The Trump administration was quick in responding to what was tabled for a bilateral trade pact with India and New Delhi is geared up for a "very high" degree of urgency in concluding trade deals with the US and the European Union, External Affairs Minister S Jaishankar said here on Friday.
He also cautioned that the world is barreling toward deep turmoil and economic upheaval amid escalating tensions between the US and China over tariffs, and that India must be ready to safeguard its interests.
His remarks came days after US President Donald Trump temporarily eased tariffs on several trading partners, including India, only to slap China with steeper levies — a move that rattled global markets and reignited fears of a full-blown trade war.
Beijing responded with defiance and tariffs of its own, pledging to "fight to the end". With both countries waiting for the other to blink first, the rest of the world is staring at a prolonged economic standoff.
In an interactive session at the Global Technology Summit, Jaishankar said the US under President Donald Trump has fundamentally changed its approach to engaging with the world and it has consequences across every key domain, especially in the technology sector.
In his remarks, Jaishankar, without sharing any specific details of negotiations between India and the US on the proposed trade pact, indicated that New Delhi was keen to conclude it as early as possible.
"Within a month of change in the administration, we have conceptually an agreement that we will do a bilateral trade agreement; that we will find a fix that will work for both of us because we have our concerns too. And its not an open-ended process," the minister said.
"We did four years of talking with the first Trump administration. They have their view of us and frankly we have our view of them. The bottom line is that the deal did not get through," he said.
Jaishankar also referred to India's negotiations with the European Union(EU)for a free trade agreement. "If you look at the EU, often people say we've been negotiating for 23 years which is not entirely true because we had big blocks of time when nobody was even talking to somebody else. But they have tended to be very protracted processes," he said.
"This time around, we are certainly geared up for a very high degree of urgency. I mean, we see a window here. Our trade teams are really charged up," he said.
"These (Indian negotiators) are people very much on top of their game, very ambitious about what they want to achieve," he said.
"We are trying to in each case get the other side to speed it up. This was
normally a complaint which was to be made about us in the past, that we were the guys slowing it down," he said, adding, "It's actually the other way around today.
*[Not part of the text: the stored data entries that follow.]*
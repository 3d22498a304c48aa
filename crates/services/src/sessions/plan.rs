use rand::rngs::StdRng;
use rand::seq::SliceRandom;
use rand::{SeedableRng, rng};
use std::sync::Arc;

use storage::repository::QuestionRepository;
use vocab_core::model::{Question, QuestionType, SessionSettings};

use crate::error::SessionError;

/// Picks the questions for a single run from a question source.
#[derive(Clone)]
pub struct QuestionPool {
    questions: Arc<dyn QuestionRepository>,
    seed: Option<u64>,
}

impl QuestionPool {
    #[must_use]
    pub fn new(questions: Arc<dyn QuestionRepository>) -> Self {
        Self {
            questions,
            seed: None,
        }
    }

    /// Use a fixed shuffle seed for reproducible runs.
    #[must_use]
    pub fn with_seed(mut self, seed: u64) -> Self {
        self.seed = Some(seed);
        self
    }

    /// Fetch questions of the enabled types, shuffle them and cap at the
    /// configured count.
    ///
    /// # Errors
    ///
    /// Returns `SessionError::Empty` when no stored question matches.
    /// Returns `SessionError::Storage` if the source cannot be read.
    pub async fn draw(&self, settings: &SessionSettings) -> Result<Vec<Question>, SessionError> {
        let types: Vec<QuestionType> = settings.question_types().iter().copied().collect();
        let drawn = self.get_questions(&types, settings.question_count()).await?;
        if drawn.is_empty() {
            return Err(SessionError::Empty);
        }
        Ok(drawn)
    }

    /// Shuffled sample of up to `count` questions of the given kinds.
    ///
    /// # Errors
    ///
    /// Returns `SessionError::Storage` if the source cannot be read.
    pub async fn get_questions(
        &self,
        types: &[QuestionType],
        count: u32,
    ) -> Result<Vec<Question>, SessionError> {
        let candidates = self.questions.list_questions(types).await?;
        let available = candidates.len();
        let drawn = self.select(candidates, count);
        tracing::debug!(available, drawn = drawn.len(), "questions drawn");
        Ok(drawn)
    }

    fn select(&self, mut candidates: Vec<Question>, count: u32) -> Vec<Question> {
        match self.seed {
            Some(seed) => candidates.shuffle(&mut StdRng::seed_from_u64(seed)),
            None => candidates.shuffle(&mut rng()),
        }
        candidates.truncate(usize::try_from(count).unwrap_or(usize::MAX));
        candidates
    }
}
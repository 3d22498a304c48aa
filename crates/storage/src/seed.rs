//! Built-in vocabulary questions used to seed an empty question bank.

use vocab_core::model::{AnswerOption, MatchPair, Question, QuestionError, QuestionId, QuestionKind};

fn choice(
    id: u64,
    prompt: &str,
    options: &[(&str, &str)],
    correct: &str,
    explanation: &str,
) -> Result<Question, QuestionError> {
    Question::new(
        QuestionId::new(id),
        prompt,
        options
            .iter()
            .map(|(id, text)| AnswerOption::new(*id, *text))
            .collect(),
        explanation,
        QuestionKind::MultipleChoice {
            correct_option_id: correct.to_owned(),
        },
    )
}

fn true_false(id: u64, prompt: &str, is_true: bool, explanation: &str) -> Result<Question, QuestionError> {
    Question::new(
        QuestionId::new(id),
        prompt,
        vec![
            AnswerOption::new("true", "True"),
            AnswerOption::new("false", "False"),
        ],
        explanation,
        QuestionKind::TrueFalse {
            is_true,
            correct_option_id: if is_true { "true" } else { "false" }.to_owned(),
        },
    )
}

fn blank(
    id: u64,
    prompt: &str,
    options: &[(&str, &str)],
    correct: &str,
    explanation: &str,
) -> Result<Question, QuestionError> {
    let answer = options
        .iter()
        .find(|(option_id, _)| *option_id == correct)
        .map(|(_, text)| (*text).to_owned())
        .unwrap_or_default();
    Question::new(
        QuestionId::new(id),
        prompt,
        options
            .iter()
            .map(|(id, text)| AnswerOption::new(*id, *text))
            .collect(),
        explanation,
        QuestionKind::FillInBlank {
            blanks: vec![answer],
            correct_option_id: correct.to_owned(),
        },
    )
}

fn matching(id: u64, prompt: &str, pairs: &[(&str, &str, &str)], decoys: &[(&str, &str)]) -> Result<Question, QuestionError> {
    let mut options: Vec<AnswerOption> = pairs
        .iter()
        .map(|(id, left, right)| AnswerOption::new(*id, format!("{left} / {right}")))
        .collect();
    options.extend(decoys.iter().map(|(id, text)| AnswerOption::new(*id, *text)));
    let correct = pairs.iter().map(|(id, _, _)| *id).collect::<Vec<_>>().join(",");
    Question::new(
        QuestionId::new(id),
        prompt,
        options,
        "",
        QuestionKind::Matching {
            pairs: pairs
                .iter()
                .map(|(id, left, right)| MatchPair::new(*id, *left, *right))
                .collect(),
            correct_option_id: correct,
        },
    )
}

/// The starter question bank.
///
/// # Errors
///
/// Returns `QuestionError` if an entry fails validation.
pub fn builtin_questions() -> Result<Vec<Question>, QuestionError> {
    Ok(vec![
        choice(
            1,
            "What does 'ephemeral' mean?",
            &[("a", "Lasting forever"), ("b", "Short-lived"), ("c", "Very loud"), ("d", "Colourful")],
            "b",
            "From Greek 'ephemeros', lasting only a day.",
        )?,
        choice(
            2,
            "Which word is a synonym of 'candid'?",
            &[("a", "Frank"), ("b", "Sweet"), ("c", "Hidden"), ("d", "Careful")],
            "a",
            "A candid remark is open and honest.",
        )?,
        choice(
            3,
            "Pick the antonym of 'benevolent'.",
            &[("a", "Kind"), ("b", "Generous"), ("c", "Malevolent"), ("d", "Lenient")],
            "c",
            "'Bene' means well, 'male' means badly.",
        )?,
        choice(
            4,
            "What does 'ubiquitous' describe?",
            &[("a", "Something rare"), ("b", "Something everywhere"), ("c", "Something ancient"), ("d", "Something fragile")],
            "b",
            "",
        )?,
        true_false(5, "'Gregarious' means fond of company.", true, "Gregarious people enjoy being with others.")?,
        true_false(6, "'Laconic' means using many words.", false, "Laconic speech is brief and concise.")?,
        true_false(7, "'Meticulous' means very careful about detail.", true, "")?,
        blank(
            8,
            "She was ___ to leave the party early, but she had to.",
            &[("a", "reluctant"), ("b", "eager"), ("c", "relieved")],
            "a",
            "Reluctant means unwilling or hesitant.",
        )?,
        blank(
            9,
            "The scientist's ___ research won her the prize.",
            &[("a", "mundane"), ("b", "pioneering"), ("c", "sloppy")],
            "b",
            "Pioneering work is the first of its kind.",
        )?,
        blank(
            10,
            "His ___ attitude annoyed the whole team.",
            &[("a", "arrogant"), ("b", "humble"), ("c", "modest")],
            "a",
            "",
        )?,
        matching(
            11,
            "Match each word with its meaning.",
            &[("a", "Verbose", "Wordy"), ("b", "Terse", "Brief"), ("c", "Lucid", "Clear")],
            &[("d", "Lucid / Dark"), ("e", "Terse / Long")],
        )?,
        matching(
            12,
            "Match each French word with its English translation.",
            &[("a", "chien", "dog"), ("d", "chat", "cat"), ("f", "oiseau", "bird")],
            &[("b", "chien / cow"), ("c", "chat / fish"), ("e", "oiseau / horse")],
        )?,
    ])
}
We are trying to communicate that urgency to all three accounts (the US, EU, the UK)."
"My sense probably is in terms of other parties' response — at least the US has been so far fairly quick to respond to whatever has been tabled. Now we have to see after April 2 how that picks up," he said.
Jaishankar also addressed the implications of the tit-for-tat tariff exchange between the two largest global economies. "Nothing is only trade anymore. Nothing is purely business anymore. Everything is also personal," he said.
He reflected on India’s experience navigating the often turbulent dynamics of US-China relations in the past.
"Our experiences (with respect to US-China relations) are very different. We've actually seen both extremes," the minister said.
"For the first few decades after independence, there was very sharp contestation between the US and China, and we got caught in the middle of it. And then, even worse, a deep collaboration between the US and China and being at the wrong end of it."
"So it's kind of like a Goldilocks problem," he quipped, suggesting that neither situation has worked in India’s favour.
With geopolitical and economic boundaries increasingly blurred, Jaishankar said India needs to redefine what it considers strategically important.
"In the past, we could insulate sectors, saying, you know, this doesn't matter; this is only trade, it's not political, it's not defence, it's not sensitive. I think what is our definition of what is sensitive has expanded."
Prime Minister Narendra Modi and Trump, during a February meeting with Trump in Washington, had agreed to finalise the first tranche of a bilateral trade deal by the fall. A US delegation led by Assistant Trade Representative Brendan Lynch visited Delhi last month to hammer out the details.